§ Problem details
Every line of the material that includes the word "Option" is to be shown.

§ Information provided
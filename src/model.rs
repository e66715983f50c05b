//! Compiled model definitions.
//!
//! The external compiler turns source text into a JSON model; this module is
//! its serde shape. Conversion into live commands happens in
//! [`ExEn::load`](crate::exen::ExEn::load).

use serde::{Deserialize, Serialize};
use std::sync::Arc;

use crate::driver::Driver;
use crate::language::ScriptSource;
use crate::registry::{Command, Device, Rule, Script};
use crate::types::{Result, NATIVE_LANGUAGE};

fn native_language() -> String {
    NATIVE_LANGUAGE.to_string()
}

#[derive(Debug, Clone, PartialEq, Serialize, Deserialize)]
pub struct ScriptDef {
    pub name: String,
    #[serde(default = "native_language")]
    pub language: String,
    #[serde(flatten)]
    pub source: ScriptSource,
    #[serde(default, skip_serializing_if = "Option::is_none")]
    pub call: Option<String>,
}

#[derive(Debug, Clone, PartialEq, Serialize, Deserialize)]
pub struct DriverDef {
    pub name: String,
    pub script: String,
}

#[derive(Debug, Clone, PartialEq, Serialize, Deserialize)]
pub struct DeviceDef {
    pub name: String,
    pub driver: String,
    /// Passed verbatim to the controller's `set`.
    #[serde(default)]
    pub init: serde_json::Value,
    #[serde(default, skip_serializing_if = "Vec::is_empty")]
    pub groups: Vec<String>,
}

#[derive(Debug, Clone, PartialEq, Serialize, Deserialize)]
pub struct RuleDef {
    pub name: String,
    #[serde(default, skip_serializing_if = "Option::is_none")]
    pub when: Option<String>,
    #[serde(default = "native_language")]
    pub language: String,
    #[serde(flatten)]
    pub source: ScriptSource,
}

/// A complete model, loaded in prerequisite order: scripts, drivers,
/// devices, rules.
#[derive(Debug, Clone, Default, PartialEq, Serialize, Deserialize)]
#[serde(default)]
pub struct Model {
    pub scripts: Vec<ScriptDef>,
    pub drivers: Vec<DriverDef>,
    pub devices: Vec<DeviceDef>,
    pub rules: Vec<RuleDef>,
}

impl Model {
    pub fn from_json_str(json: &str) -> Result<Self> {
        Ok(serde_json::from_str(json)?)
    }

    pub fn len(&self) -> usize {
        self.scripts.len() + self.drivers.len() + self.devices.len() + self.rules.len()
    }

    pub fn is_empty(&self) -> bool {
        self.len() == 0
    }

    /// Commands in admission order. A rule whose condition does not parse
    /// is returned as an error in its slot.
    pub fn commands(&self) -> Vec<(String, Result<Command>)> {
        let scripts = self.scripts.iter().map(|s| {
            let script = Script::new(&s.name, &s.language, s.source.clone(), s.call.clone());
            (s.name.clone(), Ok(Command::Script(Arc::new(script))))
        });
        let drivers = self.drivers.iter().map(|d| {
            let driver = Driver::new(&d.name, &d.script);
            (d.name.clone(), Ok(Command::Driver(Arc::new(driver))))
        });
        let devices = self.devices.iter().map(|d| {
            let device = Device::new(&d.name, &d.driver, d.init.clone(), d.groups.clone());
            (d.name.clone(), Ok(Command::Device(Arc::new(device))))
        });
        let rules = self.rules.iter().map(|r| {
            let rule = Rule::new(&r.name, r.when.as_deref(), &r.language, r.source.clone())
                .map(|rule| Command::Rule(Arc::new(rule)));
            (r.name.clone(), rule)
        });

        scripts.chain(drivers).chain(devices).chain(rules).collect()
    }
}
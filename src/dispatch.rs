//! Core reaction loop.
//!
//! The [`Dispatcher`] is the bus listener that closes the data flow:
//!
//! ```text
//!   DeviceReaded ──► reconcile into Device ──► DeviceChanged ──► dependent Rules
//!   Trigger / Execute ──► Script run | Rule fire
//!   ChangeActuator ──► Driver::write      ReadDevice ──► Driver::read
//! ```
//!
//! Every failure is isolated to the message that caused it and logged.

use std::sync::{Arc, Weak};

use crate::bus::MessageListener;
use crate::message::{Message, Payload};
use crate::recovery::with_recovery;
use crate::registry::{Command, Runtime};
use crate::types::{Result, Value};

#[derive(Debug)]
pub struct Dispatcher {
    runtime: Weak<Runtime>,
}

impl Dispatcher {
    pub fn new(runtime: &Arc<Runtime>) -> Self {
        Self {
            runtime: Arc::downgrade(runtime),
        }
    }

    fn reconcile(&self, runtime: &Runtime, name: &str, value: &Value, is_own: bool) {
        let Some(device) = runtime.get_device(name) else {
            tracing::warn!(device = %name, "reading for unknown device");
            return;
        };
        if !device.update(value.clone()) {
            tracing::trace!(device = %name, value = %value, "reading unchanged");
            return;
        }
        if let Err(e) = runtime.post(Message::device_changed(name, value.clone(), is_own)) {
            tracing::error!(device = %name, error = %e, "change not posted");
        }
    }

    fn changed(&self, runtime: &Runtime, name: &str, value: &Value, is_own: bool) {
        if !is_own {
            if let Some(device) = runtime.get_device(name) {
                device.update(value.clone());
            }
        }

        for rule in runtime.rules().into_iter().filter(|r| r.depends_on(name)) {
            match with_recovery(|| rule.fire(runtime, false), "rule.fire") {
                Ok(true) => tracing::debug!(rule = %rule.name(), device = %name, "rule fired"),
                Ok(false) => {}
                Err(e) => tracing::error!(rule = %rule.name(), device = %name, error = %e, "rule firing aborted"),
            }
        }
    }

    fn run(&self, runtime: &Runtime, name: &str, force: bool) {
        let result = match runtime.get(name) {
            Some(Command::Script(script)) => with_recovery(|| script.run(runtime), "script.run"),
            Some(Command::Rule(rule)) => {
                with_recovery(|| rule.fire(runtime, force), "rule.fire").map(|_| ())
            }
            Some(other) => {
                tracing::warn!(target_name = %name, kind = %other.kind(), "only scripts and rules can run");
                return;
            }
            None => {
                tracing::warn!(target_name = %name, "nothing to run under that name");
                return;
            }
        };
        if let Err(e) = result {
            tracing::error!(target_name = %name, error = %e, "firing aborted");
        }
    }

    fn with_driver(&self, runtime: &Runtime, device: &str, f: impl FnOnce(&crate::driver::Driver)) {
        match runtime.get_device(device).and_then(|d| d.driver()) {
            Some(driver) => f(&driver),
            None => tracing::error!(device, "no driver serves this device"),
        }
    }
}

impl MessageListener for Dispatcher {
    fn on_message(&self, message: &Message) -> Result<()> {
        let Some(runtime) = self.runtime.upgrade() else {
            return Ok(());
        };

        match &message.payload {
            Payload::DeviceReaded {
                name,
                value,
                is_own,
            } => self.reconcile(&runtime, name, value, *is_own),
            Payload::DeviceChanged {
                name,
                value,
                is_own,
            } => self.changed(&runtime, name, value, *is_own),
            Payload::Trigger { name, force } | Payload::Execute { name, force, .. } => {
                self.run(&runtime, name, *force)
            }
            Payload::ChangeActuator { name, value } => {
                self.with_driver(&runtime, name, |driver| driver.write(name, value))
            }
            Payload::ReadDevice { name } => {
                self.with_driver(&runtime, name, |driver| driver.read(name))
            }
            Payload::Error { message, device } => tracing::error!(
                device = device.as_deref().unwrap_or("-"),
                "{}",
                message
            ),
        }
        Ok(())
    }
}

§ Result
    #[serde(default, skip_serializing_if = "Option::is_none")]
    pub call: Option<String>,
    #[serde(default, skip_serializing_if = "Option::is_none")]
    pub when: Option<String>,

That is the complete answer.